Bu noktada Demiralp’in söylediklerini de hesaba katmamız gerekiyor: “Tanpınar’ı değeri bilinmemiş, harcanmış bir aydın simgesi olarak değil, kültürümüzün sürekli olarak yararlanabileceğimiz bir gömüsü olarak görmeliyiz.” (Sf. 18). Evet, Tanpınar’ın kendisnin de yaşasa pek hoşlanmayacağı bir tutumdur bu. Aklıma şu anekdot geliyor hemen. Dostu Adalet Cimcoz, bir kitabının yayınlanması vesilesiyle Tanpınar hakkında bir gazete yazısı yayınlar, o yazıda kullandığı “Hamdicik” nitelemesine çok kızan Tanpınar ise yanlış hatırlamıyorsam günlüklerinde şu satırları yazar: “Adalet’in yazısı güzel değildi. Şairden, şairin hastalığından böyle bahsedilmez. Kadıncağız yarım sütunu doldurma gayretiyle neredeyse beni cami kapısına bırakılmış piç yapacaktı. Hele o ‘Hamdicikler’…”. Hal böyle olunca da bir bakıma Tanpınar’ı okuyarak reddediyor, dikkate alarak görmezden geliyor ve onun hakkında konuşarak aslında “sükut suikastı”nı devam ettiriyoruz. Neden? Cevabı Demir’in yazısından alıntılayalım yine;
Neredeyse bütün Türkiye söz birliği etmişçesine Tanpınar’ı hep aynı yorumların perspektifinden, hep aynı yerden, hep aynı şekilde ve tek bir ağızdan okuduk. Bu cinnet değilse de bir tür sükût suikastiydi kesinlikle. Eserinin yeni anlamlar üretmesine izin vermeyerek, aslında Tanpınar’a kendiyle çelişme imkânını çok gördük ve eserini bu kez de bir tek-sesliliğe mahkûm ettik.

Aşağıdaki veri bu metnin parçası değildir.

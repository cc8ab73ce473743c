//! Scope management
//!
//! Scopes nest innermost-last on a stack. A scope pushed for a heading is
//! seeded with one symbol per column, so field names resolve like any other
//! name. Resolving a lookup symbol records the column in every heading scope
//! from its declaring scope inward; a scope's recorded columns are what its
//! code segment reads from the enclosing row.

use indexmap::IndexMap;
use thiserror::Error;

use crate::{Column, DataType, Heading, Symbol, SymbolKind};

#[derive(Debug, Clone, PartialEq, Error)]
pub enum ScopeError {
    #[error("duplicate definition of '{name}'")]
    Duplicate { name: String },

    #[error("scope stack underflow")]
    Underflow,
}

/// What a scope was opened for
#[derive(Debug, Clone, Copy, PartialEq, Eq)]
pub enum ScopeKind {
    /// Statement level
    Statement,
    /// Columns of a tuple or relation
    Fields,
    /// Components of a user type
    Components,
    /// Parameters of a function definition
    Parameters,
    /// Block bindings, no heading
    Block,
}

#[derive(Debug, Clone)]
pub struct Scope {
    kind: ScopeKind,
    symbols: IndexMap<String, Symbol>,
    heading: Option<Heading>,
    lookup: Heading,
    level: usize,
}

impl Scope {
    fn new(kind: ScopeKind, level: usize) -> Self {
        Self {
            kind,
            symbols: IndexMap::new(),
            heading: None,
            lookup: Heading::new(),
            level,
        }
    }

    fn seeded(kind: ScopeKind, level: usize, heading: &Heading, symbol_kind: SymbolKind) -> Self {
        let mut scope = Self::new(kind, level);
        for column in heading.iter() {
            scope.symbols.insert(
                column.name.clone(),
                Symbol::new(column.name.clone(), symbol_kind, column.data_type.clone()).at_level(level),
            );
        }
        scope.heading = Some(heading.clone());
        scope
    }

    pub fn kind(&self) -> ScopeKind {
        self.kind
    }

    pub fn level(&self) -> usize {
        self.level
    }

    pub fn heading(&self) -> Option<&Heading> {
        self.heading.as_ref()
    }

    /// Columns of the enclosing row read by code compiled in this scope
    pub fn lookup(&self) -> &Heading {
        &self.lookup
    }

    pub fn get(&self, name: &str) -> Option<&Symbol> {
        self.symbols.get(name)
    }

    pub fn symbols(&self) -> impl Iterator<Item = &Symbol> {
        self.symbols.values()
    }
}

/// The stack of open scopes
#[derive(Debug, Clone)]
pub struct ScopeStack {
    current: Scope,
    stack: Vec<Scope>,
    /// Open read trackers, innermost last; see [`ScopeStack::track_reads`]
    trackers: Vec<Vec<(Column, usize)>>,
}

impl ScopeStack {
    /// Builtins and catalog entries live below level one
    pub const STATEMENT_LEVEL: usize = 1;

    pub fn new() -> Self {
        Self {
            current: Scope::new(ScopeKind::Statement, Self::STATEMENT_LEVEL),
            stack: Vec::new(),
            trackers: Vec::new(),
        }
    }

    pub fn current(&self) -> &Scope {
        &self.current
    }

    pub fn level(&self) -> usize {
        self.current.level
    }

    /// Number of scopes pushed above the statement scope
    pub fn depth(&self) -> usize {
        self.stack.len()
    }

    fn enter(&mut self, scope: Scope) {
        let parent = std::mem::replace(&mut self.current, scope);
        self.stack.push(parent);
        log::trace!("push scope {:?} at level {}", self.current.kind, self.current.level);
    }

    /// Push a scope seeded from a tuple, relation or user type
    ///
    /// Any other type, or `None`, pushes a plain block scope.
    pub fn push(&mut self, data_type: Option<&DataType>) {
        let level = self.level() + 1;
        let scope = match data_type {
            Some(DataType::Tuple(h)) | Some(DataType::Relation(h)) => {
                Scope::seeded(ScopeKind::Fields, level, h, SymbolKind::Field)
            }
            Some(DataType::User(u)) => {
                Scope::seeded(ScopeKind::Components, level, &u.heading, SymbolKind::Component)
            }
            _ => Scope::new(ScopeKind::Block, level),
        };
        self.enter(scope);
    }

    /// Push a scope holding the parameters of a function being defined
    pub fn push_parameters(&mut self, params: &Heading) {
        let level = self.level() + 1;
        self.enter(Scope::seeded(ScopeKind::Parameters, level, params, SymbolKind::Parameter));
    }

    /// Pop the innermost scope, returning what it captured
    pub fn pop(&mut self) -> Result<Scope, ScopeError> {
        let parent = self.stack.pop().ok_or(ScopeError::Underflow)?;
        let scope = std::mem::replace(&mut self.current, parent);
        log::trace!(
            "pop scope {:?} at level {} (lookup {})",
            scope.kind,
            scope.level,
            scope.lookup
        );
        Ok(scope)
    }

    /// Define a symbol in the innermost scope
    pub fn add(&mut self, symbol: Symbol) -> Result<(), ScopeError> {
        if self.current.symbols.contains_key(&symbol.name) {
            return Err(ScopeError::Duplicate { name: symbol.name });
        }
        let level = self.current.level;
        self.current
            .symbols
            .insert(symbol.name.clone(), symbol.at_level(level));
        Ok(())
    }

    /// Find a name, innermost scope first
    pub fn find_any(&self, name: &str) -> Option<&Symbol> {
        std::iter::once(&self.current)
            .chain(self.stack.iter().rev())
            .find_map(|scope| scope.symbols.get(name))
    }

    /// Find a name and record lookup symbols as read by every heading
    /// scope from the declaring one inward
    pub fn resolve(&mut self, name: &str) -> Option<Symbol> {
        let symbol = self.find_any(name)?.clone();
        if symbol.kind.is_lookup() {
            let column = Column::new(symbol.name.clone(), symbol.data_type.clone());
            self.record(&column, symbol.level);
        }
        Some(symbol)
    }

    /// Record `column`, declared at `level`, as read by every heading scope
    /// from that level inward
    pub fn record(&mut self, column: &Column, level: usize) {
        for scope in self
            .stack
            .iter_mut()
            .chain(std::iter::once(&mut self.current))
            .filter(|s| s.level >= level && s.heading.is_some())
        {
            scope.lookup.insert_if_absent(column.clone());
        }
        for reads in &mut self.trackers {
            if !reads.iter().any(|(c, at)| c.name == column.name && *at == level) {
                reads.push((column.clone(), level));
            }
        }
    }

    /// Start collecting every lookup read until the matching `take_reads`
    ///
    /// Trackers nest; a read is seen by all open trackers.
    pub fn track_reads(&mut self) {
        self.trackers.push(Vec::new());
    }

    /// Columns read since the innermost `track_reads`, with their declaring level
    pub fn take_reads(&mut self) -> Vec<(Column, usize)> {
        self.trackers.pop().unwrap_or_default()
    }

    /// Heading of the nearest scope that set one
    pub fn current_heading(&self) -> Option<&Heading> {
        std::iter::once(&self.current)
            .chain(self.stack.iter().rev())
            .find_map(|scope| scope.heading.as_ref())
    }

    /// Drop every scope above the statement scope and clear it
    pub fn reset(&mut self) {
        self.stack.clear();
        self.trackers.clear();
        self.current = Scope::new(ScopeKind::Statement, Self::STATEMENT_LEVEL);
    }
}

impl Default for ScopeStack {
    fn default() -> Self {
        Self::new()
    }
}
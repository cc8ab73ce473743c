use relq_ast::{
    AccessNode, BlockNode, FieldItem, LocalNode, Node, ProjectNode, RestrictNode, RowNode, Segment, Statement, Strategy,
    TableNode, TransformKind, VarSource, emit_statement, select_strategy,
};
use relq_bytecode::{Decoder, Instruction};
use relq_types::{Column, DataType, Heading, Value};

fn heading() -> Heading {
    Heading::from_columns([
        Column::new("id", DataType::Number),
        Column::new("name", DataType::Text),
    ])
    .unwrap()
}

fn row(id: i64, name: &str) -> Node {
    Node::Row(RowNode {
        heading: heading(),
        values: vec![Node::literal(id), Node::literal(name)],
    })
}

#[test]
fn nested_tree_decodes_completely() {
    let table = Node::Table(TableNode {
        heading: heading(),
        rows: vec![row(1, "a"), row(2, "b")],
    });
    let predicate = Segment::new(
        "where",
        Node::variable("id", VarSource::Field, DataType::Number),
        Heading::from_columns([Column::new("id", DataType::Number)]).unwrap(),
        0,
        false,
    );
    let restricted = Node::Restrict(RestrictNode {
        base: Box::new(table),
        predicate,
    });
    let projected = Node::Project(ProjectNode {
        base: Box::new(restricted),
        heading: Heading::from_columns([Column::new("name", DataType::Text)]).unwrap(),
        data_type: DataType::Relation(Heading::from_columns([Column::new("name", DataType::Text)]).unwrap()),
    });

    let code = emit_statement(&Statement::Expression(projected)).unwrap();
    let instructions = Decoder::new(code.as_bytes()).decode_all().unwrap();

    assert_eq!(instructions.first(), Some(&Instruction::LoadValue(Value::Heading(heading()))));
    assert_eq!(instructions.last(), Some(&Instruction::End));
    assert!(instructions.iter().any(|i| matches!(i, Instruction::LoadSegment(b, body)
        if b.name == "where" && body == &[Instruction::LoadField("id".into())])));
    assert!(instructions.contains(&Instruction::Call {
        name: "project".into(),
        arity: 2
    }));
}

#[test]
fn block_locals_are_inlined() {
    let bound = Node::literal(5);
    let body = Node::TupleField(AccessNode {
        base: Box::new(row(1, "x")),
        name: "id".into(),
        data_type: DataType::Number,
    });
    let block = Node::Block(BlockNode {
        locals: vec![("k".into(), bound.clone())],
        body: Box::new(Node::Local(LocalNode {
            name: "k".into(),
            value: Box::new(body),
        })),
    });
    let code = emit_statement(&Statement::Expression(block)).unwrap();
    let instructions = Decoder::new(code.as_bytes()).decode_all().unwrap();
    // the binding itself is never emitted
    assert!(!instructions.contains(&Instruction::LoadValue(Value::number(5))));
    assert!(instructions.contains(&Instruction::LoadTupleField("id".into())));
}

#[test]
fn rename_of_partial_heading_is_a_plain_transform() {
    let items = vec![FieldItem::Rename {
        from: "id".into(),
        to: "key".into(),
    }];
    assert_eq!(select_strategy(&items, false, 2), Strategy::Transform(TransformKind::Plain));
    assert_eq!(select_strategy(&items, false, 1), Strategy::Rename);
}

Bir Kültür Hazinesi Olarak Tanpınar
Tanpınar üzerine yazdığı “Kutup Noktası” ile dikkatleri üzerine çeken Oğuz Demiralp’ın geçtiğimiz ay Yapı Kredi Yayınları’ndan yine Tanpınar hakkında yeni bir kitabı yayınlandı, kitap “Tanpınar’a Biraz Huzur Verelim” başlığını taşıyor. Kitabı okuduktan sonra, birkaç yıl önce okuduğum “Kutup Noktası”nı da tekrar okuma gereği hissettim doğrusu. Ve Demiralp’in daha önceki yazılarımda da yararlandığım Tanpınar okumalarından hareketle Tanpınar hakkında yeni bir yazı yazmak istedim. Hem Tanpınar hakkında “yeni” ne söylenebilir, hem de daha kapsamlı bir şekilde bu “kültür hazinesi”nden nasıl daha iyi şekilde faydalanabiliriz, bunlar üzerine düşünmek için…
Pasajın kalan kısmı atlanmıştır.